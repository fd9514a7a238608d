//! Passive reader for the WebSocket frames the live server sends its clients.
//!
//! Tunnelled bytes are forwarded untouched; a [`FrameReader`] only looks at a
//! copy of them and hands back every complete text message it saw. Binary and
//! control frames are skipped without buffering.

const OPCODE_CONTINUATION: u8 = 0x0;
const OPCODE_TEXT: u8 = 0x1;

#[derive(Debug, Clone, Copy, PartialEq, Eq)]
struct FrameHeader {
    fin: bool,
    opcode: u8,
    mask: Option<[u8; 4]>,
    header_len: usize,
    payload_len: u64,
}

impl FrameHeader {
    /// `None` until the whole header is available.
    fn parse(bytes: &[u8]) -> Option<Self> {
        let (&first, &second) = (bytes.first()?, bytes.get(1)?);
        let (payload_len, mut header_len) = match second & 0x7f {
            126 => (u64::from(u16::from_be_bytes(bytes.get(2..4)?.try_into().ok()?)), 4),
            127 => (u64::from_be_bytes(bytes.get(2..10)?.try_into().ok()?), 10),
            short => (u64::from(short), 2),
        };
        let mask = if second & 0x80 != 0 {
            let key: [u8; 4] = bytes.get(header_len..header_len + 4)?.try_into().ok()?;
            header_len += 4;
            Some(key)
        } else {
            None
        };
        Some(Self {
            fin: first & 0x80 != 0,
            opcode: first & 0x0f,
            mask,
            header_len,
            payload_len,
        })
    }
}

#[derive(Debug)]
pub struct FrameReader {
    pending: Vec<u8>,
    /// Payload bytes of a skipped frame still to arrive.
    skip: u64,
    message: Vec<u8>,
    in_text: bool,
    oversized: bool,
    limit: usize,
}

impl FrameReader {
    /// Text messages longer than `limit` bytes are dropped.
    pub fn new(limit: usize) -> Self {
        Self {
            pending: Vec::new(),
            skip: 0,
            message: Vec::new(),
            in_text: false,
            oversized: false,
            limit,
        }
    }

    /// Consume the next chunk of the stream; returns the text messages it completed.
    pub fn feed(&mut self, mut bytes: &[u8]) -> Vec<String> {
        if self.skip > 0 {
            let skipped = usize::try_from(self.skip).map_or(bytes.len(), |skip| skip.min(bytes.len()));
            self.skip -= skipped as u64;
            bytes = &bytes[skipped..];
        }
        self.pending.extend_from_slice(bytes);

        let mut messages = Vec::new();
        while let Some(header) = FrameHeader::parse(&self.pending) {
            if !self.begin(&header) {
                let available = (self.pending.len() - header.header_len) as u64;
                if available >= header.payload_len {
                    // Bounded by the buffered length checked just above.
                    let end = header.header_len + header.payload_len as usize;
                    self.pending.drain(..end);
                } else {
                    self.skip = header.payload_len - available;
                    self.pending.clear();
                }
                self.finish(&header, None, &mut messages);
                continue;
            }

            // Kept frames are at most `limit` bytes long.
            let end = header.header_len + header.payload_len as usize;
            if self.pending.len() < end {
                break;
            }
            let mut payload: Vec<u8> = self.pending.drain(..end).skip(header.header_len).collect();
            if let Some(key) = header.mask {
                for (index, byte) in payload.iter_mut().enumerate() {
                    *byte ^= key[index % 4];
                }
            }
            self.finish(&header, Some(payload), &mut messages);
        }
        messages
    }

    /// Whether the frame's payload should be collected.
    fn begin(&mut self, header: &FrameHeader) -> bool {
        let limit = self.limit as u64;
        match header.opcode {
            OPCODE_TEXT => {
                self.message.clear();
                self.in_text = true;
                self.oversized = header.payload_len > limit;
            }
            OPCODE_CONTINUATION if self.in_text => {
                if self.message.len() as u64 + header.payload_len > limit {
                    self.oversized = true;
                    self.message.clear();
                }
            }
            _ => return false,
        }
        !self.oversized
    }

    fn finish(&mut self, header: &FrameHeader, payload: Option<Vec<u8>>, out: &mut Vec<String>) {
        let data_frame = matches!(header.opcode, OPCODE_TEXT | OPCODE_CONTINUATION);
        if !self.in_text || !data_frame {
            return;
        }
        if let Some(payload) = payload {
            self.message.extend_from_slice(&payload);
        }
        if !header.fin {
            return;
        }

        match String::from_utf8(std::mem::take(&mut self.message)) {
            Ok(text) if !self.oversized => out.push(text),
            _ => {}
        }
        self.in_text = false;
        self.oversized = false;
    }
}

#[cfg(test)]
mod tests {
    use super::*;

    fn frame(fin: bool, opcode: u8, payload: &[u8]) -> Vec<u8> {
        let mut bytes = vec![(if fin { 0x80 } else { 0 }) | opcode];
        match payload.len() {
            len if len < 126 => bytes.push(len as u8),
            len if len <= usize::from(u16::MAX) => {
                bytes.push(126);
                bytes.extend_from_slice(&(len as u16).to_be_bytes());
            }
            len => {
                bytes.push(127);
                bytes.extend_from_slice(&(len as u64).to_be_bytes());
            }
        }
        bytes.extend_from_slice(payload);
        bytes
    }

    fn masked(payload: &[u8]) -> Vec<u8> {
        let key = [1u8, 2, 3, 4];
        let mut bytes = vec![0x81, 0x80 | payload.len() as u8];
        bytes.extend_from_slice(&key);
        bytes.extend(payload.iter().enumerate().map(|(i, b)| b ^ key[i % 4]));
        bytes
    }

    #[test]
    fn whole_text_frames_become_messages() {
        let mut reader = FrameReader::new(1024);
        let mut stream = frame(true, OPCODE_TEXT, br#"{"op":"a"}"#);
        stream.extend(frame(true, OPCODE_TEXT, br#"{"op":"b"}"#));
        assert_eq!(reader.feed(&stream), vec![r#"{"op":"a"}"#, r#"{"op":"b"}"#]);
    }

    #[test]
    fn frames_split_across_reads_are_reassembled() {
        let mut reader = FrameReader::new(1024);
        let payload = "x".repeat(300);
        let stream = frame(true, OPCODE_TEXT, payload.as_bytes());

        assert!(reader.feed(&stream[..1]).is_empty());
        assert!(reader.feed(&stream[1..150]).is_empty());
        assert_eq!(reader.feed(&stream[150..]), vec![payload]);
    }

    #[test]
    fn fragmented_messages_survive_interleaved_control_frames() {
        let mut reader = FrameReader::new(1024);
        let mut stream = frame(false, OPCODE_TEXT, b"hello ");
        stream.extend(frame(true, 0x9, b"ping"));
        stream.extend(frame(true, OPCODE_CONTINUATION, b"world"));
        assert_eq!(reader.feed(&stream), vec!["hello world"]);
    }

    #[test]
    fn binary_and_oversized_messages_are_skipped() {
        let mut reader = FrameReader::new(8);
        let big = frame(true, OPCODE_TEXT, &[b'y'; 200]);
        let mut stream = frame(true, 0x2, &[0xff; 40]);
        stream.extend_from_slice(&big[..50]);
        assert!(reader.feed(&stream).is_empty());

        let mut rest = big[50..].to_vec();
        rest.extend(frame(true, OPCODE_TEXT, b"small"));
        assert_eq!(reader.feed(&rest), vec!["small"]);
    }

    #[test]
    fn masked_frames_are_unmasked() {
        let mut reader = FrameReader::new(64);
        assert_eq!(reader.feed(&masked(b"masked")), vec!["masked"]);
    }
}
──────────
» **What is being asked**
Reproduce each entry above exactly, keeping every character.

» **Task answer**
repository fd9514a7a238608d
//! Passive reader for the WebSocket frames the live server sends its clients.
//!
//! Tunnelled bytes are forwarded untouched; a [`FrameReader`] only looks at a
//! copy of them and hands back every complete text message it saw. Binary and
//! control frames are skipped without buffering.

const OPCODE_CONTINUATION: u8 = 0x0;
const OPCODE_TEXT: u8 = 0x1;

#[derive(Debug, Clone, Copy, PartialEq, Eq)]
struct FrameHeader {
    fin: bool,
    opcode: u8,
    mask: Option<[u8; 4]>,
    header_len: usize,
    payload_len: u64,
}

impl FrameHeader {
    /// `None` until the whole header is available.
    fn parse(bytes: &[u8]) -> Option<Self> {
        let (&first, &second) = (bytes.first()?, bytes.get(1)?);
        let (payload_len, mut header_len) = match second & 0x7f {
            126 => (u64::from(u16::from_be_bytes(bytes.get(2..4)?.try_into().ok()?)), 4),
            127 => (u64::from_be_bytes(bytes.get(2..10)?.try_into().ok()?), 10),
            short => (u64::from(short), 2),
        };
        let mask = if second & 0x80 != 0 {
            let key: [u8; 4] = bytes.get(header_len..header_len + 4)?.try_into().ok()?;
            header_len += 4;
            Some(key)
        } else {
            None
        };
        Some(Self {
            fin: first & 0x80 != 0,
            opcode: first & 0x0f,
            mask,
            header_len,
            payload_len,
        })
    }
}

#[derive(Debug)]
pub struct FrameReader {
    pending: Vec<u8>,
    /// Payload bytes of a skipped frame still to arrive.
    skip: u64,
    message: Vec<u8>,
    in_text: bool,
    oversized: bool,
    limit: usize,
}

impl FrameReader {
    /// Text messages longer than `limit` bytes are dropped.
    pub fn new(limit: usize) -> Self {
        Self {
            pending: Vec::new(),
            skip: 0,
            message: Vec::new(),
            in_text: false,
            oversized: false,
            limit,
        }
    }

    /// Consume the next chunk of the stream; returns the text messages it completed.
    pub fn feed(&mut self, mut bytes: &[u8]) -> Vec<String> {
        if self.skip > 0 {
            let skipped = usize::try_from(self.skip).map_or(bytes.len(), |skip| skip.min(bytes.len()));
            self.skip -= skipped as u64;
            bytes = &bytes[skipped..];
        }
        self.pending.extend_from_slice(bytes);

        let mut messages = Vec::new();
        while let Some(header) = FrameHeader::parse(&self.pending) {
            if !self.begin(&header) {
                let available = (self.pending.len() - header.header_len) as u64;
                if available >= header.payload_len {
                    // Bounded by the buffered length checked just above.
                    let end = header.header_len + header.payload_len as usize;
                    self.pending.drain(..end);
                } else {
                    self.skip = header.payload_len - available;
                    self.pending.clear();
                }
                self.finish(&header, None, &mut messages);
                continue;
            }

            // Kept frames are at most `limit` bytes long.
            let end = header.header_len + header.payload_len as usize;
            if self.pending.len() < end {
                break;
            }
            let mut payload: Vec<u8> = self.pending.drain(..end).skip(header.header_len).collect();
            if let Some(key) = header.mask {
                for (index, byte) in payload.iter_mut().enumerate() {
                    *byte ^= key[index % 4];
                }
            }
            self.finish(&header, Some(payload), &mut messages);
        }
        messages
    }

    /// Whether the frame's payload should be collected.
    fn begin(&mut self, header: &FrameHeader) -> bool {
        let limit = self.limit as u64;
        match header.opcode {
            OPCODE_TEXT => {
                self.message.clear();
                self.in_text = true;
                self.oversized = header.payload_len > limit;
            }
            OPCODE_CONTINUATION if self.in_text => {
                if self.message.len() as u64 + header.payload_len > limit {
                    self.oversized = true;
                    self.message.clear();
                }
            }
            _ => return false,
        }
        !self.oversized
    }

    fn finish(&mut self, header: &FrameHeader, payload: Option<Vec<u8>>, out: &mut Vec<String>) {
        let data_frame = matches!(header.opcode, OPCODE_TEXT | OPCODE_CONTINUATION);
        if !self.in_text || !data_frame {
            return;
        }
        if let Some(payload) = payload {
            self.message.extend_from_slice(&payload);
        }
        if !header.fin {
            return;
        }

        match String::from_utf8(std::mem::take(&mut self.message)) {
            Ok(text) if !self.oversized => out.push(text),
            _ => {}
        }
        self.in_text = false;
        self.oversized = false;
    }
}

#[cfg(test)]
mod tests {
    use super::*;

    fn frame(fin: bool, opcode: u8, payload: &[u8]) -> Vec<u8> {
        let mut bytes = vec![(if fin { 0x80 } else { 0 }) | opcode];
        match payload.len() {
            len if len < 126 => bytes.push(len as u8),
            len if len <= usize::from(u16::MAX) => {
                bytes.push(126);
                bytes.extend_from_slice(&(len as u16).to_be_bytes());
            }
            len => {
                bytes.push(127);
                bytes.extend_from_slice(&(len as u64).to_be_bytes());
            }
        }
        bytes.extend_from_slice(payload);
        bytes
    }

    fn masked(payload: &[u8]) -> Vec<u8> {
        let key = [1u8, 2, 3, 4];
        let mut bytes = vec![0x81, 0x80 | payload.len() as u8];
        bytes.extend_from_slice(&key);
        bytes.extend(payload.iter().enumerate().map(|(i, b)| b ^ key[i % 4]));
        bytes
    }

    #[test]
    fn whole_text_frames_become_messages() {
        let mut reader = FrameReader::new(1024);
        let mut stream = frame(true, OPCODE_TEXT, br#"{"op":"a"}"#);
        stream.extend(frame(true, OPCODE_TEXT, br#"{"op":"b"}"#));
        assert_eq!(reader.feed(&stream), vec![r#"{"op":"a"}"#, r#"{"op":"b"}"#]);
    }

    #[test]
    fn frames_split_across_reads_are_reassembled() {
        let mut reader = FrameReader::new(1024);
        let payload = "x".repeat(300);
        let stream = frame(true, OPCODE_TEXT, payload.as_bytes());

        assert!(reader.feed(&stream[..1]).is_empty());
        assert!(reader.feed(&stream[1..150]).is_empty());
        assert_eq!(reader.feed(&stream[150..]), vec![payload]);
    }

    #[test]
    fn fragmented_messages_survive_interleaved_control_frames() {
        let mut reader = FrameReader::new(1024);
        let mut stream = frame(false, OPCODE_TEXT, b"hello ");
        stream.extend(frame(true, 0x9, b"ping"));
        stream.extend(frame(true, OPCODE_CONTINUATION, b"world"));
        assert_eq!(reader.feed(&stream), vec!["hello world"]);
    }

    #[test]
    fn binary_and_oversized_messages_are_skipped() {
        let mut reader = FrameReader::new(8);
        let big = frame(true, OPCODE_TEXT, &[b'y'; 200]);
        let mut stream = frame(true, 0x2, &[0xff; 40]);
        stream.extend_from_slice(&big[..50]);
        assert!(reader.feed(&stream).is_empty());

        let mut rest = big[50..].to_vec();
        rest.extend(frame(true, OPCODE_TEXT, b"small"));
        assert_eq!(reader.feed(&rest), vec!["small"]);
    }

    #[test]
    fn masked_frames_are_unmasked() {
        let mut reader = FrameReader::new(64);
        assert_eq!(reader.feed(&masked(b"masked")), vec!["masked"]);
    }
}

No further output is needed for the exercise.